Figure 9. Count of free-floating and captured E. coli (with free-floating bacteria marked in blue and captured bacteria in red). (A) At the original state, with the electric field off, E. coli bacteria were observed to be randomly distributed. (B) Upon activating the electric field at 20 Vpp, 3 MHz, the captured E. coli predominantly concentrate around our nano-electrodes. (C) After deactivating the electric field, most of the bacteria return to a random distribution, although a minority remain fixed near the nano-electrodes. This is speculated to be due to either clusters of bacteria that were less able to escape or individual bacteria with diminished vitality making them more likely to remain adhered.

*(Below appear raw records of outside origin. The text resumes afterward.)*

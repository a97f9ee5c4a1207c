use super::slippage::{check_limit, price_slippage};
use super::{
    PoolManager, SwapOutcome, check_reserve_room, find_pool, payout_error, validate_address,
    validate_pair,
};
use crate::bank::Bank;
use crate::error::SwapError;
use crate::events::{EventData, EventSink, ExactDirection, TradeData};
use crate::params::ParamSource;
use amm_data::{CacheStore, ChangeSet, Database, KvStore};
use amm_domain::error::{InvariantViolation, PoolError};
use amm_domain::math::constant_product::input_for_exact_output;
use amm_domain::state::{PoolRecord, pool_id};
use amm_domain::token::{Coin, Coins};
use rust_decimal::Decimal;
use tracing::{debug, info, warn};

impl<S, B, P, E> PoolManager<S, B, P, E>
where
    S: KvStore,
    B: Bank,
    P: ParamSource,
    E: EventSink,
{
    /// Trades exactly `exact_coin_a` for at least `coin_b` less
    /// `slippage_limit`.
    pub fn swap_exact_for_tokens(
        &mut self,
        requester: &str,
        exact_coin_a: &Coin,
        coin_b: &Coin,
        slippage_limit: Decimal,
        deadline: i64,
    ) -> Result<SwapOutcome, SwapError> {
        self.breaker.check()?;
        let result =
            self.swap_exact_for_tokens_inner(requester, exact_coin_a, coin_b, slippage_limit, deadline);
        self.settle("swap_exact_for_tokens", result)
    }

    /// Trades at most `coin_a` plus `slippage_limit` for exactly
    /// `exact_coin_b`.
    pub fn swap_for_exact_tokens(
        &mut self,
        requester: &str,
        coin_a: &Coin,
        exact_coin_b: &Coin,
        slippage_limit: Decimal,
        deadline: i64,
    ) -> Result<SwapOutcome, SwapError> {
        self.breaker.check()?;
        let result =
            self.swap_for_exact_tokens_inner(requester, coin_a, exact_coin_b, slippage_limit, deadline);
        self.settle("swap_for_exact_tokens", result)
    }

    pub(super) fn swap_exact_for_tokens_inner(
        &mut self,
        requester: &str,
        exact_coin_a: &Coin,
        coin_b: &Coin,
        slippage_limit: Decimal,
        deadline: i64,
    ) -> Result<SwapOutcome, SwapError> {
        self.check_deadline(deadline)?;
        validate_address(requester, "requester")?;
        validate_pair(exact_coin_a, coin_b)?;
        let limit = super::slippage_limit(slippage_limit)?;
        let (_, fee) = self.current_params()?;

        let pool_id = pool_id(&exact_coin_a.denom, &coin_b.denom);
        let mut db = Database::new(CacheStore::new(&self.store));
        let (_, mut pool) = find_pool(&db, &pool_id)?
            .ok_or_else(|| PoolError::InvalidPool(format!("pool {pool_id} not found")))?;

        let reserve_in = pool.reserves().amount_of(&exact_coin_a.denom);
        check_reserve_room(&pool_id, reserve_in, exact_coin_a)?;

        let (output, fee_paid) = pool.swap_with_exact_input(exact_coin_a, fee)?;
        if output.is_zero() {
            return Err(PoolError::InsufficientLiquidity("increase input amount".into()).into());
        }
        debug!(pool_id = %pool_id, output = %output, fee = %fee_paid, "Exact input quote");

        check_limit(price_slippage(output.amount, coin_b.amount)?, limit)?;

        db.pools_mut().save(&PoolRecord::from_pool(&pool))?;
        let changes = db.into_inner().into_changes();

        let outcome = SwapOutcome {
            pool_id,
            input: exact_coin_a.clone(),
            output,
            fee_paid,
        };
        self.finish_swap(changes, requester, outcome, ExactDirection::Input)
    }

    pub(super) fn swap_for_exact_tokens_inner(
        &mut self,
        requester: &str,
        coin_a: &Coin,
        exact_coin_b: &Coin,
        slippage_limit: Decimal,
        deadline: i64,
    ) -> Result<SwapOutcome, SwapError> {
        self.check_deadline(deadline)?;
        validate_address(requester, "requester")?;
        validate_pair(coin_a, exact_coin_b)?;
        let limit = super::slippage_limit(slippage_limit)?;
        let (_, fee) = self.current_params()?;

        let pool_id = pool_id(&coin_a.denom, &exact_coin_b.denom);
        let mut db = Database::new(CacheStore::new(&self.store));
        let (_, mut pool) = find_pool(&db, &pool_id)?
            .ok_or_else(|| PoolError::InvalidPool(format!("pool {pool_id} not found")))?;

        let reserve_out = pool.reserves().amount_of(&exact_coin_b.denom);
        if exact_coin_b.amount >= reserve_out {
            return Err(PoolError::InsufficientLiquidity(format!(
                "output {} >= pool reserves {reserve_out}",
                exact_coin_b.amount
            ))
            .into());
        }

        // the output is below the reserves, so a failed quote means the
        // required input does not fit in 256 bits
        let reserve_in = pool.reserves().amount_of(&coin_a.denom);
        let (required, _) = input_for_exact_output(exact_coin_b.amount, reserve_out, reserve_in, fee)
            .map_err(|_| {
                PoolError::InvalidCoins(format!("input for {exact_coin_b} overflows"))
            })?;
        check_reserve_room(&pool_id, reserve_in, &Coin::new(coin_a.denom.clone(), required))?;

        let (input, fee_paid) = pool.swap_with_exact_output(exact_coin_b, fee)?;
        debug!(pool_id = %pool_id, input = %input, fee = %fee_paid, "Exact output quote");

        let input_without_fee = input
            .amount
            .checked_sub(fee_paid.amount)
            .ok_or_else(|| InvariantViolation::new("swap fee exceeds input"))?;
        check_limit(price_slippage(coin_a.amount, input_without_fee)?, limit)?;

        db.pools_mut().save(&PoolRecord::from_pool(&pool))?;
        let changes = db.into_inner().into_changes();

        let outcome = SwapOutcome {
            pool_id,
            input,
            output: exact_coin_b.clone(),
            fee_paid,
        };
        self.finish_swap(changes, requester, outcome, ExactDirection::Output)
    }

    /// Moves both legs of a staged trade and commits it.
    ///
    /// When the output leg fails the input leg is sent back before the
    /// error is returned.
    fn finish_swap(
        &mut self,
        changes: ChangeSet,
        requester: &str,
        outcome: SwapOutcome,
        exact_direction: ExactDirection,
    ) -> Result<SwapOutcome, SwapError> {
        let input = Coins::new([outcome.input.clone()])
            .map_err(|e| PoolError::InvalidCoins(e.to_string()))?;
        let output = Coins::new([outcome.output.clone()])
            .map_err(|e| InvariantViolation::new(e.to_string()))?;

        self.bank.send_from_account_to_pool(requester, &input)?;
        if let Err(err) = self.bank.send_from_pool_to_account(requester, &output) {
            self.bank
                .send_from_pool_to_account(requester, &input)
                .map_err(|e| InvariantViolation::new(format!("swap input not returned: {e}")))?;
            warn!(requester = requester, error = %err, "Swap output failed, input returned");
            return Err(payout_error(err));
        }

        let event = EventData::Trade(TradeData {
            pool_id: outcome.pool_id.clone(),
            requester: requester.to_string(),
            input: outcome.input.clone(),
            output: outcome.output.clone(),
            fee_paid: outcome.fee_paid.clone(),
            exact_direction,
        });
        self.commit(changes, None, event);

        info!(
            pool_id = %outcome.pool_id,
            requester = requester,
            input = %outcome.input,
            output = %outcome.output,
            fee_paid = %outcome.fee_paid,
            exact = %exact_direction,
            "Swap committed"
        );
        Ok(outcome)
    }
}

Based on the capture efficiency data for each bacteria concentration (Supplementary Tables S1, S2), it was calculated that the average capture efficiencies were approximately 79.25% ± 2.66% and 77.95% ± 3.78% respectively. Next, we adopted the Student’s t-test to analyze capture efficiency at different concentrations, and the results indicated no significant difference. This suggests that the capture efficiency did not vary significantly between these two bacteria concentrations, as shown in Figure 10.

Figure 10

Figure 10. E. coli capture efficiency at different concentrations (n = 4). The data was analysed using Student’s t-test. The capture efficiency at a bacteria concentration of 2.5 × 10⁸ and 1.75 × 10⁸ CFU/mL was 79.25% ± 2.66% and 77.95% ± 3.78%. ns, no significant.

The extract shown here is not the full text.